= Thermoacoustics =

Study of heat-sound interactions

Thermoacoustics is the interaction between temperature, density and pressure variations of acoustic waves. Thermoacoustic heat engines can readily be driven using solar energy or waste heat and they can be controlled using proportional control. They can use heat available at low temperatures which makes it ideal for heat recovery and low power applications. The components included in thermoacoustic engines are usually very simple compared to conventional engines. The device can easily be controlled and maintained.

Thermoacoustic effects can be observed when partly molten glass tubes are connected to glass vessels. Sometimes a loud and monotone sound is spontaneously produced. A similar effect is observed if one side of a stainless steel tube is at room temperature (293 K) and the other side is in contact with liquid helium at 4.2 K. In this case, spontaneous oscillations are observed which are named "Taconis oscillations". The mathematical foundation of thermoacoustics is by Nikolaus Rott. Later, the field was inspired by the work of John Wheatley and Swift and his co-workers. Technologically thermoacoustic devices have the advantage that they have no moving parts, which makes them attractive for applications where reliability is of key importance.

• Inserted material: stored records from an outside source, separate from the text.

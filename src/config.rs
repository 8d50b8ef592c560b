use std::path::PathBuf;
use std::{env, fs, io};

use anyhow::{bail, Context, Result};
use log::warn;
use serde::de::DeserializeOwned;

pub struct PathSet {
    pub config_path: PathBuf,
    pub pki_path: PathBuf,
}

impl PathSet {
    pub fn new(config_path: Option<PathBuf>) -> Result<Self> {
        let is_root = unsafe { libc::geteuid() == 0 };

        let config_path = if let Some(path) = config_path {
            path
        } else if let Ok(path) = env::var("KUBEGATE_CONFIG") {
            PathBuf::from(path)
        } else if is_root {
            PathBuf::from("/etc/kubegate")
        } else {
            Self::home_dir()?.join(".config").join("kubegate")
        };

        // PKI path is always under config path
        let pki_path = config_path.join("pki");

        Ok(Self {
            config_path,
            pki_path,
        })
    }

    pub fn load_config<T>(&self, name: &str) -> Result<T>
    where
        T: CommonConfig + DeserializeOwned,
    {
        let path = self.config_path.join(format!("{name}.toml"));
        let mut cfg: T = match fs::read_to_string(&path) {
            Ok(s) => toml::from_str(&s)
                .with_context(|| format!("parse config toml: {}", path.display()))?,
            Err(err) if err.kind() == io::ErrorKind::NotFound => {
                warn!("Config file for {name} not found, using defaults");
                T::default()
            }
            Err(err) => {
                return Err(err).context(format!("read config file: {}", path.display()));
            }
        };

        cfg.complete(self).context("validate config")?;
        Ok(cfg)
    }

    fn home_dir() -> Result<PathBuf> {
        match env::var_os("HOME").map(PathBuf::from) {
            Some(dir) => Ok(dir),
            None => {
                bail!("could not determine home directory, please specify config path manually")
            }
        }
    }

    #[cfg(test)]
    pub fn new_test() -> Self {
        let config_path = env::temp_dir().join("kubegate-test");
        let pki_path = config_path.join("pki");
        Self {
            config_path,
            pki_path,
        }
    }
}

pub trait CommonConfig {
    fn default() -> Self;
    fn complete(&mut self, ps: &PathSet) -> Result<()>;
}

/// See: [`shellexpand::full`].
pub fn expandenv(name: &str, s: impl AsRef<str>) -> Result<String> {
    let s =
        shellexpand::full(s.as_ref()).with_context(|| format!("expand env value for '{name}'"))?;
    Ok(s.to_string())
}
pub mod api;
pub mod healthz;

use actix_web::web::Payload;
use actix_web::{HttpRequest, HttpResponse};
use async_trait::async_trait;

use super::response::Response;

/// An HTTP endpoint in the gateway.
///
/// Handler objects are shared between server workers, the futures they return
/// run on the worker that accepted the request.
#[async_trait(?Send)]
pub trait Handler: Send + Sync {
    async fn handle(&self, req: HttpRequest, payload: Payload) -> HttpResponse;
}

/// Fallback used when the embedder does not supply a handler for unmatched
/// routes.
pub struct NotFoundHandler;

#[async_trait(?Send)]
impl Handler for NotFoundHandler {
    async fn handle(&self, req: HttpRequest, _payload: Payload) -> HttpResponse {
        Response::no_route(req.method().as_str(), req.path()).into()
    }
}
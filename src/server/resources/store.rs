use std::collections::BTreeMap;
use std::sync::RwLock;

use serde_json::{Map, Value};
use thiserror::Error;

#[derive(Debug, Error)]
pub enum StoreError {
    #[error("{type_} '{id}' not found")]
    NotFound { type_: String, id: String },

    #[error("{type_} '{id}' already exists")]
    AlreadyExists { type_: String, id: String },

    #[error("invalid object: {0}")]
    Invalid(String),

    #[error("store is unavailable: {0}")]
    Unavailable(String),
}

/// Storage behind the typed resource API. Objects are JSON documents keyed by
/// type and id (`name` or `namespace/name`).
pub trait ResourceStore: Send + Sync {
    /// Lists objects of a type ordered by id, optionally within one namespace.
    fn list(&self, type_: &str, namespace: Option<&str>) -> Result<Vec<(String, Value)>, StoreError>;

    fn get(&self, type_: &str, id: &str) -> Result<Value, StoreError>;

    fn create(&self, type_: &str, id: &str, obj: Value) -> Result<Value, StoreError>;

    fn update(&self, type_: &str, id: &str, obj: Value) -> Result<Value, StoreError>;

    /// Applies a JSON merge patch (RFC 7386) to an existing object.
    fn patch(&self, type_: &str, id: &str, patch: Value) -> Result<Value, StoreError>;

    fn delete(&self, type_: &str, id: &str) -> Result<Value, StoreError>;
}

#[derive(Default)]
pub struct MemoryStore {
    objects: RwLock<BTreeMap<String, BTreeMap<String, Value>>>,
}

impl MemoryStore {
    pub fn new() -> Self {
        Self::default()
    }

    fn not_found(type_: &str, id: &str) -> StoreError {
        StoreError::NotFound {
            type_: type_.to_string(),
            id: id.to_string(),
        }
    }

    fn poisoned<E: std::fmt::Display>(e: E) -> StoreError {
        StoreError::Unavailable(e.to_string())
    }
}

impl ResourceStore for MemoryStore {
    fn list(&self, type_: &str, namespace: Option<&str>) -> Result<Vec<(String, Value)>, StoreError> {
        let objects = self.objects.read().map_err(Self::poisoned)?;
        let objects = match objects.get(type_) {
            Some(objects) => objects,
            None => return Ok(vec![]),
        };
        let prefix = namespace.map(|ns| format!("{ns}/"));
        Ok(objects
            .iter()
            .filter(|(id, _)| match prefix.as_ref() {
                Some(prefix) => id.starts_with(prefix.as_str()),
                None => true,
            })
            .map(|(id, obj)| (id.clone(), obj.clone()))
            .collect())
    }

    fn get(&self, type_: &str, id: &str) -> Result<Value, StoreError> {
        let objects = self.objects.read().map_err(Self::poisoned)?;
        objects
            .get(type_)
            .and_then(|objects| objects.get(id))
            .cloned()
            .ok_or_else(|| Self::not_found(type_, id))
    }

    fn create(&self, type_: &str, id: &str, obj: Value) -> Result<Value, StoreError> {
        let mut objects = self.objects.write().map_err(Self::poisoned)?;
        let objects = objects.entry(type_.to_string()).or_default();
        if objects.contains_key(id) {
            return Err(StoreError::AlreadyExists {
                type_: type_.to_string(),
                id: id.to_string(),
            });
        }
        objects.insert(id.to_string(), obj.clone());
        Ok(obj)
    }

    fn update(&self, type_: &str, id: &str, obj: Value) -> Result<Value, StoreError> {
        let mut objects = self.objects.write().map_err(Self::poisoned)?;
        let current = objects
            .get_mut(type_)
            .and_then(|objects| objects.get_mut(id))
            .ok_or_else(|| Self::not_found(type_, id))?;
        *current = obj.clone();
        Ok(obj)
    }

    fn patch(&self, type_: &str, id: &str, patch: Value) -> Result<Value, StoreError> {
        if !patch.is_object() {
            return Err(StoreError::Invalid(String::from("patch must be a json object")));
        }
        let mut objects = self.objects.write().map_err(Self::poisoned)?;
        let current = objects
            .get_mut(type_)
            .and_then(|objects| objects.get_mut(id))
            .ok_or_else(|| Self::not_found(type_, id))?;
        merge_patch(current, patch);
        Ok(current.clone())
    }

    fn delete(&self, type_: &str, id: &str) -> Result<Value, StoreError> {
        let mut objects = self.objects.write().map_err(Self::poisoned)?;
        objects
            .get_mut(type_)
            .and_then(|objects| objects.remove(id))
            .ok_or_else(|| Self::not_found(type_, id))
    }
}

/// RFC 7386: `null` removes a member, objects merge recursively, anything
/// else replaces.
pub fn merge_patch(target: &mut Value, patch: Value) {
    let patch = match patch {
        Value::Object(patch) => patch,
        patch => {
            *target = patch;
            return;
        }
    };

    if !target.is_object() {
        *target = Value::Object(Map::new());
    }
    if let Value::Object(target) = target {
        for (key, value) in patch {
            if value.is_null() {
                target.remove(&key);
                continue;
            }
            merge_patch(target.entry(key).or_insert(Value::Null), value);
        }
    }
}

#[cfg(test)]
mod tests {
    use serde_json::json;

    use super::*;

    #[test]
    fn test_memory_store() {
        let store = MemoryStore::new();

        store
            .create("pods", "default/nginx", json!({"metadata": {"name": "nginx"}}))
            .unwrap();
        store
            .create("pods", "kube-system/dns", json!({"metadata": {"name": "dns"}}))
            .unwrap();
        assert!(matches!(
            store.create("pods", "default/nginx", json!({})),
            Err(StoreError::AlreadyExists { .. })
        ));

        let all = store.list("pods", None).unwrap();
        let ids: Vec<_> = all.iter().map(|(id, _)| id.as_str()).collect();
        assert_eq!(ids, vec!["default/nginx", "kube-system/dns"]);

        let default = store.list("pods", Some("default")).unwrap();
        assert_eq!(default.len(), 1);
        assert!(store.list("nodes", None).unwrap().is_empty());

        let updated = store
            .update("pods", "default/nginx", json!({"metadata": {"name": "nginx"}, "spec": 1}))
            .unwrap();
        assert_eq!(updated["spec"], 1);
        assert!(matches!(
            store.update("pods", "default/missing", json!({})),
            Err(StoreError::NotFound { .. })
        ));

        let patched = store
            .patch("pods", "default/nginx", json!({"spec": null, "status": {"phase": "Running"}}))
            .unwrap();
        assert_eq!(
            patched,
            json!({"metadata": {"name": "nginx"}, "status": {"phase": "Running"}})
        );
        assert!(matches!(
            store.patch("pods", "default/nginx", json!([1])),
            Err(StoreError::Invalid(_))
        ));

        let deleted = store.delete("pods", "default/nginx").unwrap();
        assert_eq!(deleted["metadata"]["name"], "nginx");
        assert!(store.get("pods", "default/nginx").is_err());
        assert!(store.delete("pods", "default/nginx").is_err());
    }

    #[test]
    fn test_merge_patch() {
        let mut target = json!({"a": "b", "c": {"d": "e", "f": "g"}});
        merge_patch(&mut target, json!({"a": "z", "c": {"f": null}}));
        assert_eq!(target, json!({"a": "z", "c": {"d": "e"}}));

        let mut target = json!({"a": ["b"]});
        merge_patch(&mut target, json!({"a": "c"}));
        assert_eq!(target, json!({"a": "c"}));

        let mut target = json!("text");
        merge_patch(&mut target, json!({"a": {"b": "c"}}));
        assert_eq!(target, json!({"a": {"b": "c"}}));
    }
}
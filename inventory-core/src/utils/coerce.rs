//! Lenient conversions shared by ingestion and aggregation.
//!
//! Policy (fail-soft):
//! - Text cells are trimmed; blank means "no value".
//! - Booleans are `true` only for a case-insensitive `"true"` token; anything else is `false`.
//! - Numbers use locale-agnostic decimal parsing (`.` separator, no grouping);
//!   unparseable or non-finite input becomes `0.0`.
//! - JSON values count as numeric when they are numbers or numeric strings.
//!
//! Keep these single-sourced so the ingestor and the aggregator agree on what "zero" means.

use serde_json::Value;

/// Canonical token for boolean cells (compared case-insensitively).
pub const TRUE_TOKEN: &str = "true";

/// Default for numeric cells that are blank or fail to parse.
pub const NUMBER_DEFAULT: f64 = 0.0;

/// Parse a boolean cell. Default: `false`.
pub fn bool_or_false(raw: &str) -> bool {
    raw.trim().eq_ignore_ascii_case(TRUE_TOKEN)
}

/// Parse a decimal cell. Default: [`NUMBER_DEFAULT`].
pub fn number_or_zero(raw: &str) -> f64 {
    parse_finite(raw).unwrap_or(NUMBER_DEFAULT)
}

/// Parse an integer cell, falling back to `default` when blank, unparseable, or zero.
///
/// Decimal input is truncated toward zero (`"2.7"` → `2`).
pub fn integer_or(raw: &str, default: i64) -> i64 {
    match parse_finite(raw) {
        Some(n) if n.trunc() != 0.0 => n.trunc() as i64,
        _ => default,
    }
}

/// Strict-but-finite decimal parse; `None` for blank, malformed, `NaN` or infinities.
pub fn parse_finite(raw: &str) -> Option<f64> {
    let s = raw.trim();
    if s.is_empty() {
        return None;
    }
    s.parse::<f64>().ok().filter(|n| n.is_finite())
}

/// Read a JSON value as a finite number.
///
/// `null`, booleans, objects, arrays and non-numeric strings yield `None`.
pub fn value_as_number(v: &Value) -> Option<f64> {
    match v {
        Value::Number(n) => n.as_f64().filter(|n| n.is_finite()),
        Value::String(s) => parse_finite(s),
        _ => None,
    }
}

/// Read a JSON value as non-blank text (trimmed). Numbers and booleans are rendered.
pub fn value_as_text(v: &Value) -> Option<String> {
    let s = match v {
        Value::String(s) => s.trim().to_string(),
        Value::Number(n) => n.to_string(),
        Value::Bool(b) => b.to_string(),
        _ => return None,
    };
    if s.is_empty() { None } else { Some(s) }
}

/// Convert an `f64` into a JSON number, using an integer representation when exact.
///
/// Keeps `1200` as `1200` rather than `1200.0` so equality filters against integer
/// literals match ingested values.
pub fn number_value(n: f64) -> Value {
    if n.fract() == 0.0 && n.abs() < 9.0e15 {
        Value::from(n as i64)
    } else {
        serde_json::Number::from_f64(n)
            .map(Value::Number)
            .unwrap_or(Value::from(0))
    }
}
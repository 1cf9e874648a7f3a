//! services/history.rs
//!
//! Asset change history: who held an asset, and when it moved.
//!
//! Raw change rows come from a CRM field-history export, either as JSON objects
//! (`Id`, `Asset.Name`, `Asset.Name__c`, `CreatedDate`, `Field`, `OldValue`, `NewValue`)
//! or as CSV with the same header. Rows whose old or new value is a raw user-id reference
//! (`00…`) are duplicates of a name change and are dropped. Blank values render as `—`.

use chrono::{DateTime, FixedOffset};
use serde::{Deserialize, Serialize};
use std::collections::BTreeSet;

use crate::services::ingestor::{FieldSpec, IngestMapping, Ingestor, QUOTE, SEPARATOR};
use crate::services::record::Record;

/// Shown in place of a blank old/new value.
pub const EMPTY_VALUE: &str = "—";

/// Prefix of raw user-id references in old/new values.
pub const USER_REF_PREFIX: &str = "00";

pub const CSV_HEADER: [&str; 6] = ["Date", "Time", "Asset Name", "Asset Code", "From", "To"];

#[derive(Debug, Clone, PartialEq, Eq, Serialize, Deserialize)]
pub struct HistoryEntry {
    pub id: String,
    pub asset_name: String,
    pub asset_code: String,
    pub created_date: String,
    pub field: String,
    pub old_value: String,
    pub new_value: String,
}

/// One row of the JSON export.
#[derive(Debug, Clone, Default, Deserialize)]
pub struct RawHistoryRow {
    #[serde(rename = "Id")]
    pub id: String,
    #[serde(rename = "Asset.Name", default)]
    pub asset_name: String,
    #[serde(rename = "Asset.Name__c", default)]
    pub asset_code: String,
    #[serde(rename = "CreatedDate", default)]
    pub created_date: String,
    #[serde(rename = "Field", default)]
    pub field: String,
    #[serde(rename = "OldValue", default)]
    pub old_value: Option<String>,
    #[serde(rename = "NewValue", default)]
    pub new_value: Option<String>,
}

impl RawHistoryRow {
    fn into_entry(self) -> Option<HistoryEntry> {
        let old = self.old_value.unwrap_or_default();
        let new = self.new_value.unwrap_or_default();
        if old.starts_with(USER_REF_PREFIX) || new.starts_with(USER_REF_PREFIX) {
            return None;
        }
        Some(HistoryEntry {
            id: self.id,
            asset_name: self.asset_name,
            asset_code: self.asset_code,
            created_date: self.created_date,
            field: self.field,
            old_value: or_empty_marker(old),
            new_value: or_empty_marker(new),
        })
    }
}

pub fn parse_history(rows: impl IntoIterator<Item = RawHistoryRow>) -> Vec<HistoryEntry> {
    rows.into_iter().filter_map(RawHistoryRow::into_entry).collect()
}

/// Column mapping for the CSV form of the export.
pub fn history_mapping() -> IngestMapping {
    use FieldSpec as F;
    IngestMapping::new(
        "Id",
        vec![
            F::text("Asset.Name", "asset_name"),
            F::text("Asset.Name__c", "asset_code"),
            F::text("CreatedDate", "created_date"),
            F::text("Field", "field"),
            F::text("OldValue", "old_value"),
            F::text("NewValue", "new_value"),
        ],
    )
}

/// Parse the CSV export. Rows without an `Id` are dropped by the ingestor.
pub fn history_from_csv(text: &str) -> Vec<HistoryEntry> {
    let report = Ingestor::new(history_mapping()).ingest(text);
    parse_history(report.records.iter().map(raw_from_record))
}

fn raw_from_record(r: &Record) -> RawHistoryRow {
    let text = |f: &str| r.get_str(f).unwrap_or_default().to_string();
    RawHistoryRow {
        id: text("id"),
        asset_name: text("asset_name"),
        asset_code: text("asset_code"),
        created_date: text("created_date"),
        field: text("field"),
        old_value: Some(text("old_value")),
        new_value: Some(text("new_value")),
    }
}

fn or_empty_marker(v: String) -> String {
    if v.is_empty() { EMPTY_VALUE.to_string() } else { v }
}

/// Distinct non-blank asset names, sorted.
pub fn unique_assets(entries: &[HistoryEntry]) -> Vec<String> {
    entries
        .iter()
        .map(|e| e.asset_name.clone())
        .filter(|n| !n.trim().is_empty())
        .collect::<BTreeSet<_>>()
        .into_iter()
        .collect()
}

/// Distinct holders appearing on either side of a change, sorted; `—` excluded.
pub fn unique_users(entries: &[HistoryEntry]) -> Vec<String> {
    entries
        .iter()
        .flat_map(|e| [&e.old_value, &e.new_value])
        .filter(|v| v.as_str() != EMPTY_VALUE)
        .cloned()
        .collect::<BTreeSet<_>>()
        .into_iter()
        .collect()
}

/// CSV export: `Date,Time,Asset Name,Asset Code,From,To`, newline-separated, no trailing newline.
pub fn to_csv(entries: &[HistoryEntry]) -> String {
    let mut lines = Vec::with_capacity(entries.len() + 1);
    lines.push(CSV_HEADER.join(","));
    for e in entries {
        let (date, time) = split_timestamp(&e.created_date);
        let cells = [
            csv_cell(&date, false),
            csv_cell(&time, false),
            csv_cell(&e.asset_name, true),
            csv_cell(&e.asset_code, false),
            csv_cell(&e.old_value, true),
            csv_cell(&e.new_value, true),
        ];
        lines.push(cells.join(","));
    }
    lines.join("\n")
}

/// `("17 Jul 2025", "07:49")` in UTC; unparseable input → `(raw, "")`.
pub fn split_timestamp(raw: &str) -> (String, String) {
    match parse_timestamp(raw) {
        Some(ts) => {
            let utc = ts.naive_utc();
            (
                utc.format("%d %b %Y").to_string(),
                utc.format("%H:%M").to_string(),
            )
        }
        None => (raw.to_string(), String::new()),
    }
}

fn parse_timestamp(raw: &str) -> Option<DateTime<FixedOffset>> {
    DateTime::parse_from_rfc3339(raw)
        .or_else(|_| DateTime::parse_from_str(raw, "%Y-%m-%dT%H:%M:%S%.f%z"))
        .ok()
}

/// Quote with doubled-quote escaping; unforced cells are quoted only when they need it.
fn csv_cell(value: &str, force: bool) -> String {
    let needs = value.contains(SEPARATOR) || value.contains(QUOTE) || value.contains('\n');
    if force || needs {
        let escaped = value.replace(QUOTE, "\"\"");
        format!("{QUOTE}{escaped}{QUOTE}")
    } else {
        value.to_string()
    }
}
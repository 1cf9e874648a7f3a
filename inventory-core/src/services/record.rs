//! services/record.rs
//!
//! `Record` is an open field map: one entity (e.g. one asset) keyed by an `id` string.
//!
//! - Every field except `id` is optional; an absent field differs from one holding `""` or `null`.
//! - Records handed out by the store are owned copies. Editing one does nothing to the
//!   table; persistence only happens through store operations.

use serde::{Deserialize, Serialize};
use serde_json::{Map, Value};

use crate::utils::coerce;

/// Name of the identity field carried by every stored record.
pub const ID_FIELD: &str = "id";

#[derive(Debug, Clone, Default, PartialEq, Serialize, Deserialize)]
#[serde(transparent)]
pub struct Record {
    fields: Map<String, Value>,
}

impl Record {
    pub fn new() -> Self {
        Self::default()
    }

    /// Wrap an existing JSON object.
    pub fn from_map(fields: Map<String, Value>) -> Self {
        Self { fields }
    }

    /// Identity, if present and a string.
    pub fn id(&self) -> Option<&str> {
        self.fields.get(ID_FIELD).and_then(Value::as_str)
    }

    pub fn get(&self, field: &str) -> Option<&Value> {
        self.fields.get(field)
    }

    /// String field, untrimmed. `None` for absent or non-string values.
    pub fn get_str(&self, field: &str) -> Option<&str> {
        self.fields.get(field).and_then(Value::as_str)
    }

    /// Numeric field (numbers or numeric strings). `None` when absent, `null` or non-numeric.
    pub fn get_number(&self, field: &str) -> Option<f64> {
        self.fields.get(field).and_then(coerce::value_as_number)
    }

    pub fn contains(&self, field: &str) -> bool {
        self.fields.contains_key(field)
    }

    /// Builder-style field setter.
    pub fn with(mut self, field: impl Into<String>, value: impl Into<Value>) -> Self {
        self.fields.insert(field.into(), value.into());
        self
    }

    pub fn set(&mut self, field: impl Into<String>, value: impl Into<Value>) {
        self.fields.insert(field.into(), value.into());
    }

    /// Strict equality predicate: the field must be present and equal to `value`.
    pub fn matches(&self, field: &str, value: &Value) -> bool {
        self.fields.get(field).is_some_and(|v| v == value)
    }

    /// Overwrite fields from `patch`; fields not in the patch are kept.
    pub fn merge(&mut self, patch: &Map<String, Value>) {
        for (k, v) in patch {
            self.fields.insert(k.clone(), v.clone());
        }
    }

    pub fn fields(&self) -> &Map<String, Value> {
        &self.fields
    }

    pub fn len(&self) -> usize {
        self.fields.len()
    }

    pub fn is_empty(&self) -> bool {
        self.fields.is_empty()
    }

    pub fn into_map(self) -> Map<String, Value> {
        self.fields
    }
}

impl From<Record> for Value {
    fn from(r: Record) -> Self {
        Value::Object(r.fields)
    }
}

impl From<Map<String, Value>> for Record {
    fn from(fields: Map<String, Value>) -> Self {
        Self { fields }
    }
}

impl TryFrom<Value> for Record {
    type Error = Value;

    /// Only JSON objects are records; anything else is handed back unchanged.
    fn try_from(v: Value) -> Result<Self, Self::Error> {
        match v {
            Value::Object(fields) => Ok(Self { fields }),
            other => Err(other),
        }
    }
}
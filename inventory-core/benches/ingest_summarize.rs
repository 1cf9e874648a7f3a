use std::time::Instant;

use rand::{Rng, SeedableRng, rngs::StdRng, seq::SliceRandom};

use inventory_core::services::aggregator::summarize;
use inventory_core::services::ingestor::{IngestMapping, Ingestor};

const CATEGORIES: [&str; 5] = ["Electronics", "Furniture", "Vehicles", "Tools", "Other"];
const STATUSES: [&str; 4] = ["in_use", "In_Maintenance", "retired", "AVAILABLE"];
const CONDITIONS: [&str; 6] = ["excellent", "xc", "good", "fair", "poor", "damaged"];

#[derive(Clone, Debug)]
struct BenchCfg {
    rows: usize,
    rounds: usize,
    seed: u64,
}

impl Default for BenchCfg {
    fn default() -> Self {
        let rows = std::env::var("BENCH_ROWS")
            .ok()
            .and_then(|v| v.parse().ok())
            .unwrap_or(50_000);
        Self {
            rows,
            rounds: 5,
            seed: 42,
        }
    }
}

fn synthetic_csv(cfg: &BenchCfg) -> String {
    let mut rng = StdRng::seed_from_u64(cfg.seed);
    let mut out = String::with_capacity(cfg.rows * 96);
    out.push_str("id,asset_name,category,status,condition,purchase_cost,current_value\n");
    for i in 0..cfg.rows {
        let purchase: f64 = rng.gen_range(50.0..40_000.0);
        let current = purchase * rng.gen_range(0.3..1.0);
        // every tenth row carries a quoted name with an embedded separator and quote
        let name = if i % 10 == 0 {
            format!("\"Unit {i}, \"\"rev B\"\"\"")
        } else {
            format!("Unit {i}")
        };
        let id = if i % 97 == 0 { "[Asset]".to_string() } else { format!("a-{i}") };
        out.push_str(&format!(
            "{id},{name},{},{},{},{purchase:.2},{current:.2}\n",
            CATEGORIES.choose(&mut rng).unwrap_or(&"Other"),
            STATUSES.choose(&mut rng).unwrap_or(&"in_use"),
            CONDITIONS.choose(&mut rng).unwrap_or(&"good"),
        ));
    }
    out
}

fn percentile(sorted: &[f64], p: f64) -> f64 {
    if sorted.is_empty() {
        return 0.0;
    }
    let idx = ((sorted.len() - 1) as f64 * p).round() as usize;
    sorted[idx]
}

fn main() {
    let cfg = BenchCfg::default();
    let csv = synthetic_csv(&cfg);
    let ingestor = Ingestor::new(IngestMapping::inventory_assets());

    let mut ingest_ms = Vec::with_capacity(cfg.rounds);
    let mut summarize_ms = Vec::with_capacity(cfg.rounds);
    let mut last_count = 0;

    for _ in 0..cfg.rounds {
        let t0 = Instant::now();
        let report = ingestor.ingest(&csv);
        ingest_ms.push(t0.elapsed().as_secs_f64() * 1000.0);

        let t1 = Instant::now();
        let summary = summarize(&report.records);
        summarize_ms.push(t1.elapsed().as_secs_f64() * 1000.0);
        last_count = summary.total_count;
    }

    ingest_ms.sort_by(|a, b| a.total_cmp(b));
    summarize_ms.sort_by(|a, b| a.total_cmp(b));

    println!("== ingest_summarize ==");
    println!("rows: {} (kept {}), rounds: {}", cfg.rows, last_count, cfg.rounds);
    println!(
        "ingest    p50 {:.2} ms  p95 {:.2} ms",
        percentile(&ingest_ms, 0.50),
        percentile(&ingest_ms, 0.95)
    );
    println!(
        "summarize p50 {:.2} ms  p95 {:.2} ms",
        percentile(&summarize_ms, 0.50),
        percentile(&summarize_ms, 0.95)
    );
}
// src/commands/mod.rs
pub mod init;
mod api;

pub use api::{ImportFailure, ImportReport, Inventory};

pub use init::{InitReport, ensure_initialized, ensure_initialized_once};
//! Local data layer for an asset inventory: a query-builder record store over durable
//! tables, a quoted-CSV ingestor, and the summary reducer behind the dashboards.

pub mod commands;
pub mod config;
pub mod services;
pub mod utils;

pub use commands::Inventory;
pub use config::InventoryConfig;
pub use services::{QueryError, QueryResult, Record, RecordStore};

==Historical review of thermoacoustics==
Thermoacoustic-induced oscillations have been observed for centuries. Glass blowers produced heat-generated sound when blowing a hot bulb at the end of a cold narrow tube. This phenomenon also has been observed in cryogenic storage vessels, where oscillations are induced by the insertion of a hollow tube open at the bottom end in liquid helium, called Taconis oscillations, but the lack of heat removal system causes the temperature gradient to diminish and acoustic wave to weaken and then to stop completely. Byron Higgins made the first scientific observation of heat energy conversion into acoustical oscillations. He investigated the "singing flame" phenomena in a portion of a hydrogen flame in a tube with both ends open.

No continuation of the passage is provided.